Such symbiotic relationships between companies and clients aren’t new. But they are becoming more common as firms look for new ways to compete. Corporations such as consumer goods giant Procter & Gamble Co. and Palo Alto-based design firm Ideo have tried to spur creativity by asking employees to approach clients with questions rather than solutions.

“A lot of companies worry that by giving customers incomplete products or admitting there is something they don’t know, they are damaging that relationship,” said Lisa Gundry, a professor at DePaul University’s business school. “But if clients understand that they are participating in developing something new and feel like their frustrations are guiding new prototypes, they tend to become even more loyal to the finished product.”
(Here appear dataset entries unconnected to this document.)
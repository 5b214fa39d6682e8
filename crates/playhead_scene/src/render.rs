// SPDX-License-Identifier: MIT OR Apache-2.0
//! Render trigger contract.

/// Zero-argument render trigger called once per processed tick.
///
/// The core never inspects the result; drawing is entirely the host
/// renderer's business.
pub trait RenderSink: Send {
    /// Draw the current scene graph.
    fn render(&mut self);
}

/// Renderer that does nothing; for tests and headless runs.
#[derive(Debug, Default)]
pub struct NullRenderer;

impl RenderSink for NullRenderer {
    fn render(&mut self) {}
}

impl<F: FnMut() + Send> RenderSink for F {
    fn render(&mut self) {
        self();
    }
}
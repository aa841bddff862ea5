//! Core primitives for the livepen playground: reactive stores and
//! URL-fragment persistence.

pub mod fragment;
pub mod session;
pub mod storage;
pub mod store;

pub use fragment::{Fragment, FragmentField, RawFragment, FIELD_DELIMITER, SEGMENT_SEPARATOR};
pub use session::{PlaygroundSession, CSS_FIELD, JS_FIELD};
pub use storage::{KeyValueStorage, MemoryStorage, StorageError};
pub use store::{Store, Subscription};

/// Returns the crate version at compile time.
pub fn version() -> &'static str {
    env!("CARGO_PKG_VERSION")
}
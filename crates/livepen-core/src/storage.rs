//! String key/value storage abstraction consumed by the reactive stores.

use std::collections::BTreeMap;
use std::sync::Mutex;

/// Errors surfaced by storage implementations.
///
/// A missing field is never an error: `get_item` returns `Ok(None)` for it.
#[derive(Debug, thiserror::Error)]
pub enum StorageError {
    /// A stored payload is not valid base64.
    #[error("invalid base64 payload")]
    InvalidBase64,
    /// A decoded payload is not valid UTF-8.
    #[error("decoded payload is not valid UTF-8")]
    InvalidUtf8,
}

/// A named slot of string state.
///
/// Any backing store may implement this: the URL fragment codecs in
/// [`crate::fragment`], [`MemoryStorage`], or a host-provided browser storage
/// bridge.
pub trait KeyValueStorage: Send + Sync {
    /// Returns the value stored under `key`, or `Ok(None)` if absent.
    fn get_item(&self, key: &str) -> Result<Option<String>, StorageError>;

    /// Stores `value` under `key`, replacing any previous value.
    fn set_item(&self, key: &str, value: &str) -> Result<(), StorageError>;
}

/// In-memory [`KeyValueStorage`], used by tests and by hosts without a URL.
#[derive(Default)]
pub struct MemoryStorage {
    entries: Mutex<BTreeMap<String, String>>,
}

impl MemoryStorage {
    pub fn new() -> Self {
        Self::default()
    }
}

impl KeyValueStorage for MemoryStorage {
    fn get_item(&self, key: &str) -> Result<Option<String>, StorageError> {
        Ok(self.entries.lock().unwrap().get(key).cloned())
    }

    fn set_item(&self, key: &str, value: &str) -> Result<(), StorageError> {
        self.entries
            .lock()
            .unwrap()
            .insert(key.to_string(), value.to_string());
        Ok(())
    }
}
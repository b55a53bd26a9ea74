//! Storage configuration.

use std::path::PathBuf;

use crate::error::{StorageError, StorageResult};

/// Cloud Storage interoperability endpoint.
pub const DEFAULT_ENDPOINT_URL: &str = "https://storage.googleapis.com";

/// Configuration for the S3-compatible client.
#[derive(Debug, Clone)]
pub struct S3Config {
    /// S3 API endpoint URL
    pub endpoint_url: String,
    /// Access key ID (HMAC key for Cloud Storage)
    pub access_key_id: String,
    /// Secret access key
    pub secret_access_key: String,
    /// Region ("auto" works for Cloud Storage and R2)
    pub region: String,
}

impl S3Config {
    /// Create config from environment variables.
    pub fn from_env() -> StorageResult<Self> {
        Ok(Self {
            endpoint_url: std::env::var("STORAGE_ENDPOINT_URL")
                .unwrap_or_else(|_| DEFAULT_ENDPOINT_URL.to_string()),
            access_key_id: std::env::var("STORAGE_ACCESS_KEY_ID")
                .map_err(|_| StorageError::config_error("STORAGE_ACCESS_KEY_ID not set"))?,
            secret_access_key: std::env::var("STORAGE_SECRET_ACCESS_KEY")
                .map_err(|_| StorageError::config_error("STORAGE_SECRET_ACCESS_KEY not set"))?,
            region: std::env::var("STORAGE_REGION").unwrap_or_else(|_| "auto".to_string()),
        })
    }
}

/// Which object store implementation to use.
#[derive(Debug, Clone)]
pub enum StorageBackend {
    S3(S3Config),
    Local(PathBuf),
}

impl StorageBackend {
    /// Select the backend from `STORAGE_BACKEND` (`s3` or `local`).
    pub fn from_env() -> StorageResult<Self> {
        let backend = std::env::var("STORAGE_BACKEND").unwrap_or_else(|_| "s3".to_string());
        match backend.to_lowercase().as_str() {
            "s3" | "gcs" => Ok(StorageBackend::S3(S3Config::from_env()?)),
            "local" => {
                let root = std::env::var("STORAGE_LOCAL_ROOT")
                    .unwrap_or_else(|_| "/tmp/finreel/objects".to_string());
                Ok(StorageBackend::Local(PathBuf::from(root)))
            }
            other => Err(StorageError::config_error(format!(
                "Unknown STORAGE_BACKEND: {}",
                other
            ))),
        }
    }
}

#[cfg(test)]
mod tests {
    use super::*;
    use serial_test::serial;

    #[test]
    #[serial]
    fn test_s3_config_requires_keys() {
        std::env::remove_var("STORAGE_ACCESS_KEY_ID");
        std::env::remove_var("STORAGE_SECRET_ACCESS_KEY");
        assert!(S3Config::from_env().is_err());
    }

    #[test]
    #[serial]
    fn test_s3_config_defaults() {
        std::env::set_var("STORAGE_ACCESS_KEY_ID", "key");
        std::env::set_var("STORAGE_SECRET_ACCESS_KEY", "secret");
        std::env::remove_var("STORAGE_ENDPOINT_URL");
        std::env::remove_var("STORAGE_REGION");
        let config = S3Config::from_env().unwrap();
        assert_eq!(config.endpoint_url, DEFAULT_ENDPOINT_URL);
        assert_eq!(config.region, "auto");
        std::env::remove_var("STORAGE_ACCESS_KEY_ID");
        std::env::remove_var("STORAGE_SECRET_ACCESS_KEY");
    }

    #[test]
    #[serial]
    fn test_local_backend() {
        std::env::set_var("STORAGE_BACKEND", "local");
        std::env::set_var("STORAGE_LOCAL_ROOT", "/srv/objects");
        match StorageBackend::from_env().unwrap() {
            StorageBackend::Local(root) => assert_eq!(root, PathBuf::from("/srv/objects")),
            other => panic!("unexpected backend: {:?}", other),
        }
        std::env::remove_var("STORAGE_BACKEND");
        std::env::remove_var("STORAGE_LOCAL_ROOT");
    }

    #[test]
    #[serial]
    fn test_unknown_backend() {
        std::env::set_var("STORAGE_BACKEND", "ftp");
        assert!(StorageBackend::from_env().is_err());
        std::env::remove_var("STORAGE_BACKEND");
    }
}
//! Ingestion trigger configuration.

/// Default object prefix watched for statement uploads.
pub const DEFAULT_PREFIX: &str = "statements/";
/// Default object name suffix of a statement upload.
pub const DEFAULT_FILENAME: &str = "/original.pdf";

/// Ingestion receiver configuration.
#[derive(Debug, Clone)]
pub struct IngestConfig {
    /// Server host
    pub host: String,
    /// Server port
    pub port: u16,
    /// Object names must start with this
    pub prefix: String,
    /// Object names must end with this
    pub filename: String,
    /// Max event body size
    pub max_body_size: usize,
    /// Expose Prometheus metrics at /metrics
    pub metrics_enabled: bool,
    /// Environment (development/production)
    pub environment: String,
}

impl Default for IngestConfig {
    fn default() -> Self {
        Self {
            host: "0.0.0.0".to_string(),
            port: 8081,
            prefix: DEFAULT_PREFIX.to_string(),
            filename: DEFAULT_FILENAME.to_string(),
            max_body_size: 256 * 1024,
            metrics_enabled: true,
            environment: "development".to_string(),
        }
    }
}

impl IngestConfig {
    /// Create config from environment variables.
    pub fn from_env() -> Self {
        let defaults = Self::default();

        Self {
            host: std::env::var("INGEST_HOST").unwrap_or(defaults.host),
            port: std::env::var("PORT")
                .or_else(|_| std::env::var("INGEST_PORT"))
                .ok()
                .and_then(|s| s.parse().ok())
                .unwrap_or(defaults.port),
            prefix: std::env::var("INGEST_PREFIX").unwrap_or(defaults.prefix),
            filename: std::env::var("INGEST_FILENAME").unwrap_or(defaults.filename),
            max_body_size: std::env::var("MAX_BODY_SIZE")
                .ok()
                .and_then(|s| s.parse().ok())
                .unwrap_or(defaults.max_body_size),
            metrics_enabled: std::env::var("METRICS_ENABLED")
                .map(|v| v == "true" || v == "1")
                .unwrap_or(defaults.metrics_enabled),
            environment: std::env::var("ENVIRONMENT").unwrap_or(defaults.environment),
        }
    }

    pub fn is_production(&self) -> bool {
        self.environment.eq_ignore_ascii_case("production")
    }
}
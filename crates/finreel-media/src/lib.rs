//! FFmpeg CLI wrapper for rendering.
//!
//! This crate provides:
//! - Type-safe FFmpeg command building
//! - A runner with timeout, kill and stderr capture
//! - Concat demuxer and slate command composition
//! - Filter value escaping
//! - Self-cleaning scratch directories

pub mod command;
pub mod concat;
pub mod encoder;
pub mod error;
pub mod progress;
pub mod scratch;
pub mod slate;

pub use command::{FfmpegCommand, FfmpegRunner, DEFAULT_TIMEOUT_SECS};
pub use concat::{clip_file_name, concat_command, concat_list, write_concat_list};
pub use encoder::Encoder;
pub use error::{MediaError, MediaResult};
pub use progress::FfmpegProgress;
pub use scratch::ScratchDir;
pub use slate::{escape_filter_value, slate_command, unescape_filter_value, SlateGeometry, SlateStyle};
In the case of nursing, hospital frustration is intense.

Nationwide, nursing shortages are reaching alarming proportions. California alone needs 7,000 to 21,000 additional registered nurses to properly serve the state’s population, according to a 2005 analysis by the Center for California Health Workforce Studies and UC San Francisco. The governor’s office estimates that California will need 11,000 additional nurses each year until 2010.

For hospitals, those numbers have translated into spiraling costs. According to the U.S. Department of Health and Human Services, the average nurse earned a base salary of $57,784 in 2004, the last year for which statistics were available. But nursing shortages have forced some facilities to spend as much as $30,000 more a year per nurse in overtime and administrative costs.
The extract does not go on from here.